Problem to work on
Among the lines of the records below, count those with the word "color". Reply with that number alone.

Extracted data

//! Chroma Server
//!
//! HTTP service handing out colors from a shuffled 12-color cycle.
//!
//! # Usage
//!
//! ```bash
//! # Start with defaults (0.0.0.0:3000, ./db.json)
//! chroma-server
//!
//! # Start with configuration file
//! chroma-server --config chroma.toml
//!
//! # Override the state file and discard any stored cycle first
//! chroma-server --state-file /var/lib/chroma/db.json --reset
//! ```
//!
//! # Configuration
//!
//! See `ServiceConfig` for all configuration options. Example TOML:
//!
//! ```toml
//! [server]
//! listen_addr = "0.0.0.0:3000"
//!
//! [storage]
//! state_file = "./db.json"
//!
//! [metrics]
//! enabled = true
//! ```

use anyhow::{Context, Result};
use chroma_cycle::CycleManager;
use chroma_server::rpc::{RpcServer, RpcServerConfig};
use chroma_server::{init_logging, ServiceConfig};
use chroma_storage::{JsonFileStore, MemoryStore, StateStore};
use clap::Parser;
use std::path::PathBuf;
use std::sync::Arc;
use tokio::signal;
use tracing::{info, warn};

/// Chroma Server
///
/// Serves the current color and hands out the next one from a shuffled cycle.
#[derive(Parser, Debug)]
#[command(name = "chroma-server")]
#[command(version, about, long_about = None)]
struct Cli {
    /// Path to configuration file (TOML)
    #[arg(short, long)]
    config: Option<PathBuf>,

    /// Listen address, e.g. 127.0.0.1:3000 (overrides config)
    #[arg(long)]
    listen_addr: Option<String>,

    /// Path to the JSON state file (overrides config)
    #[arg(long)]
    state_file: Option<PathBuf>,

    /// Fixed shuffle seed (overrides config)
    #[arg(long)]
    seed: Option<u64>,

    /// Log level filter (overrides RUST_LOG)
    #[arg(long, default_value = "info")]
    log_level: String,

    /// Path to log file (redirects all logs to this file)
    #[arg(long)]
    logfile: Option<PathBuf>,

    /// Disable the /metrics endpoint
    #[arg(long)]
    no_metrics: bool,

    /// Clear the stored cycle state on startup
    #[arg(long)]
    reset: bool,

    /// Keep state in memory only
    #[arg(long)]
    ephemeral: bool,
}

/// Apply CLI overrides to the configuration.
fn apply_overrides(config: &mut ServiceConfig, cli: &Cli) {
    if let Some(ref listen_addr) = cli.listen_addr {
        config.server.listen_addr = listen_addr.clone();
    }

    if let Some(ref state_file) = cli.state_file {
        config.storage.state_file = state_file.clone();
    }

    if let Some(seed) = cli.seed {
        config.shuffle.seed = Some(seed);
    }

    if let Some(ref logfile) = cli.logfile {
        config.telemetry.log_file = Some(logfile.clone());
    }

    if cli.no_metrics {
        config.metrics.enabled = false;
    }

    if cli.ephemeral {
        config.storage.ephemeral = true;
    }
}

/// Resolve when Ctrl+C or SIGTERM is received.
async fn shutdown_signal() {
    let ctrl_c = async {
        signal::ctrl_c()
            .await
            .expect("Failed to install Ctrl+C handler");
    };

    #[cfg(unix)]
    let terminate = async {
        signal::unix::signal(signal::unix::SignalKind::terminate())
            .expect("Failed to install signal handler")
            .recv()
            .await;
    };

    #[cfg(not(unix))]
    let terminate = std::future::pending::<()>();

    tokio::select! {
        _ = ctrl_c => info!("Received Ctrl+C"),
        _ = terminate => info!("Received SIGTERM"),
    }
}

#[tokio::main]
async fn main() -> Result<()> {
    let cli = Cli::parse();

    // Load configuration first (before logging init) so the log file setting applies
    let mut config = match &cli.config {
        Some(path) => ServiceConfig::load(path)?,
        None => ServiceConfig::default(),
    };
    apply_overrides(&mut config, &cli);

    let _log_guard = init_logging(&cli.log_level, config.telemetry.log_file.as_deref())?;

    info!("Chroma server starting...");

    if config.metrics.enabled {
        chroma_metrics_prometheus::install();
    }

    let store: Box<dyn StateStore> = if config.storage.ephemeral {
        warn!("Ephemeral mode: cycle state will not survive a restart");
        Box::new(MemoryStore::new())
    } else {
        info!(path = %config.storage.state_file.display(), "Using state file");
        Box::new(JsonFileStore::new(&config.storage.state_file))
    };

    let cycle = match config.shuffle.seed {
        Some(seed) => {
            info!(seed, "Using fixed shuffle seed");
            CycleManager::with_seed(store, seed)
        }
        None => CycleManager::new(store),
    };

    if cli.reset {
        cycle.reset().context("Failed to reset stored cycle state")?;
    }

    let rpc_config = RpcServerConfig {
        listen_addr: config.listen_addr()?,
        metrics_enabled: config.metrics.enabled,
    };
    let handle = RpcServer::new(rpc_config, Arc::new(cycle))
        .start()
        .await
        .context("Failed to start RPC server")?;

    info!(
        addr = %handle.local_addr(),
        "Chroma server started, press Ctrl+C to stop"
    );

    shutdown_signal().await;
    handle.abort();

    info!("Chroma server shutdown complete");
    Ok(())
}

Exercise response
2